I don't even want to know how he found this.

Kory wants one of these. And I'm 96% sure he's serious. I mean, programmers thrive on this kind of stuff. I considered making his dreams come true for about 8 seconds, but then I started imagining the soundtrack that would inevitably accompany our lives, and the thought of hearing this every night as I climbed into bed ultimately made my mind up . . . I'm definitely thinking not so much.

Monday, February 9, 2009

Just when I thought I couldn't like Chris Martin (and the rest of Coldplay, naturally) any more than I already do, this aired:



Sigh.

Wednesday, February 4, 2009

Forget grades. Here's how you really prepare them for their future.

You know that Seinfeld where Elain agrees to take George's IQ test for him and she spills coffee all over it just before she delivers it back to him, so it basically breaks their cover? Yeah, that totally happened to me. Well, except it didn't. And I'm pretty sure I'm not doing illegal things. But, what happened to me reminded me of that episode, and any Seinfeldesque moment is worthy of a blog post. Agreed?

Anyway, so I grade student essays for one of my former college professors. I've done it for years and it's always worked out just fine. The courier delivers them to my house, I grade them, she comes back the following week to pick them up, and then they're handed back to the students with suggestions and scores. Well, yesterday I was doing the dishes and I was relieved that Maggie seemed to be entertaining herself for a while. Silence. Nice. No, silence BAD! I immediately ran upstairs and found ripped up papers strewn across my bedroom floor with pencil marks all over them. I left them on my nightstand and forgot to close the door to ensure a destruction-free zone. ARGH! So now some lucky college students are gonna get crumpled, torn, scribbled-on essays handed back to them next week. Splendid.

Saturday, January 31, 2009

Let's just say that I have nothing to read, so I'm gonna blog. Apparently it's one or the other with me...

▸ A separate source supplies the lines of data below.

//! Background chunk generation on a pool of worker threads.
//!
//! Workers share one [`IslandChunkGenerator`] read-only. Completed chunks are
//! delivered through a bounded channel and drained by the caller; pending
//! tasks can be cancelled.

use std::sync::Arc;
use std::sync::atomic::{AtomicBool, AtomicU64, Ordering};

use archipel_config::GenerationConfig;
use crossbeam_channel::{Receiver, Sender, bounded};
use dashmap::DashMap;

use crate::chunk::ChunkPos;
use crate::error::WorldError;
use crate::generator::{GeneratedChunk, IslandChunkGenerator};

/// A finished generation task.
#[derive(Debug)]
pub struct GeneratedChunkResult {
    /// Chunk position the task was submitted for.
    pub pos: ChunkPos,
    /// The chunk, or why it could not be produced.
    pub chunk: Result<GeneratedChunk, WorldError>,
    /// Generation time in microseconds.
    pub generation_time_us: u64,
}

struct PendingTask {
    pos: ChunkPos,
    cancelled: Arc<AtomicBool>,
}

/// Generates world chunks across a thread pool.
pub struct GenerationPool {
    task_sender: Sender<PendingTask>,
    result_receiver: Receiver<GeneratedChunkResult>,
    active_tasks: Arc<DashMap<ChunkPos, Arc<AtomicBool>>>,
    in_flight: Arc<AtomicU64>,
}

impl GenerationPool {
    /// Starts `thread_count` workers over `generator`.
    ///
    /// # Errors
    ///
    /// - [`WorldError::CacheNotBuilt`] if `generator` has no seed cache yet.
    /// - [`WorldError::WorkerSpawn`] if a worker thread cannot be started.
    pub fn new(
        generator: Arc<IslandChunkGenerator>,
        thread_count: usize,
        max_concurrent: usize,
        result_capacity: usize,
    ) -> Result<Self, WorldError> {
        if !generator.has_cache() {
            return Err(WorldError::CacheNotBuilt);
        }

        let (task_sender, task_receiver) = bounded::<PendingTask>(max_concurrent.max(1));
        let (result_sender, result_receiver) =
            bounded::<GeneratedChunkResult>(result_capacity.max(1));
        let in_flight = Arc::new(AtomicU64::new(0));

        for index in 0..thread_count.max(1) {
            let receiver = task_receiver.clone();
            let sender = result_sender.clone();
            let in_flight = Arc::clone(&in_flight);
            let generator = Arc::clone(&generator);

            std::thread::Builder::new()
                .name(format!("chunk-gen-{index}"))
                .spawn(move || {
                    while let Ok(task) = receiver.recv() {
                        if task.cancelled.load(Ordering::Relaxed) {
                            in_flight.fetch_sub(1, Ordering::Relaxed);
                            continue;
                        }

                        let start = std::time::Instant::now();
                        let chunk = generator.generate(task.pos);
                        let elapsed = start.elapsed().as_micros() as u64;

                        if let Err(err) = &chunk {
                            tracing::warn!(x = task.pos.x, z = task.pos.z, %err, "Chunk generation failed");
                        }

                        let delivered = task.cancelled.load(Ordering::Relaxed)
                            || sender
                                .send(GeneratedChunkResult {
                                    pos: task.pos,
                                    chunk,
                                    generation_time_us: elapsed,
                                })
                                .is_ok();

                        in_flight.fetch_sub(1, Ordering::Relaxed);

                        if !delivered {
                            tracing::debug!(
                                x = task.pos.x,
                                z = task.pos.z,
                                "Generation pool dropped; worker exiting"
                            );
                            break;
                        }
                    }
                })
                .map_err(WorldError::WorkerSpawn)?;
        }

        tracing::debug!(threads = thread_count.max(1), "Chunk generation pool started");

        Ok(Self {
            task_sender,
            result_receiver,
            active_tasks: Arc::new(DashMap::new()),
            in_flight,
        })
    }

    /// Starts a pool sized by `config`; zero worker threads means one per
    /// core, leaving two cores for the host.
    pub fn from_config(
        generator: Arc<IslandChunkGenerator>,
        config: &GenerationConfig,
    ) -> Result<Self, WorldError> {
        let threads = if config.worker_threads == 0 {
            num_cpus::get().saturating_sub(2).max(1)
        } else {
            config.worker_threads
        };
        Self::new(
            generator,
            threads,
            config.max_in_flight,
            config.result_capacity,
        )
    }

    /// Queues chunk `pos` for generation.
    ///
    /// Returns `Err(pos)` if the queue is full.
    pub fn submit(&self, pos: ChunkPos) -> Result<(), ChunkPos> {
        let cancelled = Arc::new(AtomicBool::new(false));
        self.active_tasks.insert(pos, Arc::clone(&cancelled));
        self.in_flight.fetch_add(1, Ordering::Relaxed);

        self.task_sender
            .try_send(PendingTask { pos, cancelled })
            .map_err(|e| {
                self.in_flight.fetch_sub(1, Ordering::Relaxed);
                let pos = e.into_inner().pos;
                self.active_tasks.remove(&pos);
                pos
            })
    }

    /// Cancel a pending or in-progress task. No-op if it already completed.
    pub fn cancel(&self, pos: &ChunkPos) {
        if let Some((_, cancelled)) = self.active_tasks.remove(pos) {
            cancelled.store(true, Ordering::Relaxed);
        }
    }

    /// Drain all completed chunks from the result channel.
    pub fn drain_results(&self) -> Vec<GeneratedChunkResult> {
        let mut results = Vec::new();
        while let Ok(result) = self.result_receiver.try_recv() {
            self.active_tasks.remove(&result.pos);
            results.push(result);
        }
        results
    }

    /// Number of tasks currently queued or executing.
    pub fn in_flight_count(&self) -> u64 {
        self.in_flight.load(Ordering::Relaxed)
    }

    /// Returns `true` if a task for `pos` is pending.
    pub fn is_pending(&self, pos: &ChunkPos) -> bool {
        self.active_tasks.contains_key(pos)
    }
}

Turns out I like to read. Who knew? So I'm up to like, oh I don't know, 7 books in the past 2 months. If you'd told me a year ago that I would read that many books, like, ever, I would've laughed in your face. But alas, there is hope for us all. Anyway, so today I went to get myself a library card. The process went smoothly, but shortly after making it all official they sent me on my way to fend for myself. And it didn't take long for me to realize that I've forgotten how to use a library. I literally stood in front of a computer and had no idea what to do with the results it gave me, so I ended up getting overwhelmed and leaving with nary a book (notice my new stellar vocab chops?). I just couldn't get myself to ask the desk lady to explain the library to me after I'd just confessed my age on the card application. For all she knew I was new to the area, and for my dignity's sake, I preferred to keep it that way.

I'm pretty sure the last time I used a library for finding a book was in 6th grade, or maybe 9th, when I had a thing for Amelia Bedelia. And you know, Dewey's decimal system is way more complex than it's talked up to be. But what's really sad is that there's all sorts of people in Kory's family who are in the know about libraries and Dewey's crazy system, so I really should be humiliated that I'm confessing this. But it's late, and I'm watching "The Count of Monte Cristo" and stuffing my face with banana muffins, so I'm not. . .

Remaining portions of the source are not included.